Auf der ATP- und der WTA-Tour gibt es obligatorische Anforderungen, d. h. die Spieler müssen in jeder Saison an einer bestimmten Anzahl von Turnieren teilnehmen.

Damit soll sichergestellt werden, dass die Spitzenspieler bei großen Veranstaltungen auftreten und so die Einnahmen, die Zuschauerzahlen und letztlich auch die Preisgelder steigen.

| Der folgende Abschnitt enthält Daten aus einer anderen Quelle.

//! Server settings, read once from the environment at startup

use std::fmt::Display;
use std::str::FromStr;
use tracing::{info, warn};

pub const DEFAULT_PORT: u16 = 5000;
pub const DEFAULT_MODEL: &str = "gemini-2.0-flash";

/// Cloudinary account used for signed uploads
#[derive(Debug, Clone, PartialEq, Eq)]
pub struct CloudinaryCredentials {
    pub cloud_name: String,
    pub api_key: String,
    pub api_secret: String,
}

#[derive(Debug, Clone, PartialEq, Eq)]
pub struct ServerConfig {
    pub port: u16,
    pub gemini_api_key: Option<String>,
    pub gemini_model: String,
    pub cloudinary: Option<CloudinaryCredentials>,
}

impl ServerConfig {
    pub fn from_env() -> Self {
        Self::from_lookup(|key| std::env::var(key).ok())
    }

    /// Build from any key lookup. Missing credentials only disable the
    /// feature that needs them; the server still starts.
    pub fn from_lookup(lookup: impl Fn(&str) -> Option<String>) -> Self {
        let var = |key: &str| lookup(key).map(|v| v.trim().to_string()).filter(|v| !v.is_empty());

        let gemini_api_key = var("GEMINI_API_KEY");
        if gemini_api_key.is_none() {
            warn!("GEMINI_API_KEY not set, /chat will answer with errors");
        }

        let cloudinary = match (
            var("CLOUDINARY_CLOUD_NAME"),
            var("CLOUDINARY_API_KEY"),
            var("CLOUDINARY_API_SECRET"),
        ) {
            (Some(cloud_name), Some(api_key), Some(api_secret)) => Some(CloudinaryCredentials {
                cloud_name,
                api_key,
                api_secret,
            }),
            _ => {
                warn!("Cloudinary credentials incomplete, /upload will answer with errors");
                None
            }
        };

        Self {
            port: try_load("PORT", var("PORT"), DEFAULT_PORT),
            gemini_api_key,
            gemini_model: var("GEMINI_MODEL").unwrap_or_else(|| DEFAULT_MODEL.to_string()),
            cloudinary,
        }
    }
}

fn try_load<T: FromStr + Display>(key: &str, raw: Option<String>, default: T) -> T
where
    T::Err: Display,
{
    let Some(raw) = raw else {
        info!("{key} not set, using default: {default}");
        return default;
    };
    raw.parse().unwrap_or_else(|e| {
        warn!("Invalid {key} value {raw:?}: {e}, using default: {default}");
        default
    })
}

#[cfg(test)]
mod tests {
    use super::*;
    use std::collections::HashMap;

    fn config(pairs: &[(&str, &str)]) -> ServerConfig {
        let env: HashMap<String, String> = pairs
            .iter()
            .map(|(k, v)| (k.to_string(), v.to_string()))
            .collect();
        ServerConfig::from_lookup(|key| env.get(key).cloned())
    }

    #[test]
    fn test_defaults() {
        let config = config(&[]);
        assert_eq!(config.port, 5000);
        assert_eq!(config.gemini_model, DEFAULT_MODEL);
        assert!(config.gemini_api_key.is_none());
        assert!(config.cloudinary.is_none());
    }

    #[test]
    fn test_bad_port_falls_back() {
        assert_eq!(config(&[("PORT", "eighty")]).port, 5000);
        assert_eq!(config(&[("PORT", " 8080 ")]).port, 8080);
    }

    #[test]
    fn test_cloudinary_needs_all_three() {
        let partial = config(&[("CLOUDINARY_CLOUD_NAME", "campus"), ("CLOUDINARY_API_KEY", "k")]);
        assert!(partial.cloudinary.is_none());

        let full = config(&[
            ("CLOUDINARY_CLOUD_NAME", "campus"),
            ("CLOUDINARY_API_KEY", "k"),
            ("CLOUDINARY_API_SECRET", "s"),
            ("GEMINI_API_KEY", "g"),
        ]);
        assert_eq!(full.cloudinary.unwrap().cloud_name, "campus");
        assert_eq!(full.gemini_api_key.as_deref(), Some("g"));
    }
}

Neunzehn Turniere werden jedes Jahr für die ATP-Rangliste gezählt, wobei die Teilnahme an acht Masters-1.000-Turnieren für qualifizierte Spieler obligatorisch ist - Monte Carlo ist nicht obligatorisch.

Neben den vier Grand-Slam-Turnieren müssen die Top-30-Spieler auch mindestens vier ATP-500-Turniere spielen.

Die Rangliste der Frauen basiert auf 18 Turnieren, aber die Spitzenspielerinnen müssen mindestens 20 spielen: die vier Grand Slams, 10 WTA-1.000-Turniere und sechs WTA-500-Turniere.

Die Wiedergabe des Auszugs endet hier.